In generale esistono questioni strettamente politiche, che concernono la gestione dello stato, le leggi e la società civile, e poi ci sono questioni che non sono strettamente politiche. Anche queste ultime avranno un sottile sotto-testo politico, ma da qui a dire che sono propriamente, a tutti gli effetti, temi politici, e che vadano trattati come tali, ce ne passa.

No, non tutto è politica, e no, i videogiochi non sono un tema politico; certo possono essere un tema che in qualche modo è influenzato dalla politica, questo sì… Ma ciò non basta a mettere sul banco degli imputati centinaia di produttori di videogame e milioni di videogiocatori e dire/suggerire che siano sottilmente sessisti e animati da chissà quale malizia.

E forse non è questo ciò che Anita intende, mi si dirà. Forse Anita non vuole dire che ci sia un crimine, un peccato intrinseco in questi mezzi; forse non vuole dire che ci sia qualcosa di sbagliato a goderseli in leggerezza, forse non vuole mettere sotto accusa tutti i gamer maschi della terra. Forse vuole solo serenamente invitare alla riflessione su un certo tema. In effetti, a parole, lei dichiara esattamente di voler fare quello…

Ma i fatti vincono sulle parole. Se l’intento non è quello del moralista che fa il predicozzo, perché usare il format del moralista che fa il predicozzo?
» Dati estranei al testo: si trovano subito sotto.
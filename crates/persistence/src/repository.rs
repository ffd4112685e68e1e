// Copyright (C) 2026 Fred Clausen
// Use of this source code is governed by an MIT-style
// license that can be found in the LICENSE file or at
// https://opensource.org/licenses/MIT.

//! Implementations of the core repository capability traits.
//!
//! The core stays storage-agnostic; this adapter is where its abstract
//! get/list/save capabilities meet SQLite.

use crate::Persistence;
use crate::error::PersistenceError;
use cutshop::{
    CustomerRepository, EmployeeRepository, JobOrderRepository, ProfileRepository, RepositoryError,
};
use cutshop_domain::{Customer, Employee, JobOrder, Profile, Role, SalaryAdjustment};

impl From<PersistenceError> for RepositoryError {
    fn from(err: PersistenceError) -> Self {
        match err {
            PersistenceError::NotFound(msg)
            | PersistenceError::SessionNotFound(msg) => Self::NotFound(msg),
            other => Self::Storage(other.to_string()),
        }
    }
}

impl JobOrderRepository for Persistence {
    fn get_job_order(&mut self, job_order_id: i64) -> Result<Option<JobOrder>, RepositoryError> {
        Self::get_job_order(self, job_order_id).map_err(Into::into)
    }

    fn list_job_orders(&mut self) -> Result<Vec<JobOrder>, RepositoryError> {
        Self::list_job_orders(self).map_err(Into::into)
    }

    fn save_job_order(&mut self, order: &JobOrder) -> Result<i64, RepositoryError> {
        Self::save_job_order(self, order).map_err(Into::into)
    }
}

impl CustomerRepository for Persistence {
    fn get_customer(&mut self, customer_id: i64) -> Result<Option<Customer>, RepositoryError> {
        Self::get_customer(self, customer_id).map_err(Into::into)
    }

    fn list_customers(&mut self) -> Result<Vec<Customer>, RepositoryError> {
        Self::list_customers(self).map_err(Into::into)
    }

    fn save_customer(&mut self, customer: &Customer) -> Result<i64, RepositoryError> {
        Self::save_customer(self, customer).map_err(Into::into)
    }
}

impl ProfileRepository for Persistence {
    fn get_profile(&mut self, user_id: &str) -> Result<Option<Profile>, RepositoryError> {
        Self::get_profile(self, user_id).map_err(Into::into)
    }

    fn list_profiles(&mut self) -> Result<Vec<Profile>, RepositoryError> {
        Self::list_profiles(self).map_err(Into::into)
    }

    fn set_role(&mut self, user_id: &str, role: Role) -> Result<(), RepositoryError> {
        self.set_profile_role(user_id, role).map_err(Into::into)
    }
}

impl EmployeeRepository for Persistence {
    fn get_employee(&mut self, employee_id: i64) -> Result<Option<Employee>, RepositoryError> {
        Self::get_employee(self, employee_id).map_err(Into::into)
    }

    fn list_employees(&mut self) -> Result<Vec<Employee>, RepositoryError> {
        Self::list_employees(self).map_err(Into::into)
    }

    fn save_employee(&mut self, employee: &Employee) -> Result<i64, RepositoryError> {
        Self::save_employee(self, employee).map_err(Into::into)
    }

    fn append_adjustment(&mut self, adjustment: &SalaryAdjustment) -> Result<i64, RepositoryError> {
        Self::append_adjustment(self, adjustment).map_err(Into::into)
    }

    fn list_adjustments(
        &mut self,
        employee_id: Option<i64>,
    ) -> Result<Vec<SalaryAdjustment>, RepositoryError> {
        Self::list_adjustments(self, employee_id).map_err(Into::into)
    }
}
Perché quel mezzo? E perché quei toni polemici?

Poteva scrivere un articolo su un giornale di sociologia, invece che dare in pasto tutto alle belve di YouTube. Oppure poteva semplicemente essere più leggera, simpatica e meno ‘aggressiva’. Io non dico che di sessismo nei videogiochi non se ne debba parlare, ma magari non è il caso di presentarla come un’epica battaglia del bene contro il male e parlarne come un telepredicatore parla dei gay. L’idea non dovrebbe essere cercare gravissime colpe nei videogame, semmai riflettere su come anche in un passatempo innocente possano passare dei messaggi problematici, cui è opportuno prestare attenzione. È diverso da ciò che fa la Sarkeesian, è diverso da quella sorta di inquisizione videoludica.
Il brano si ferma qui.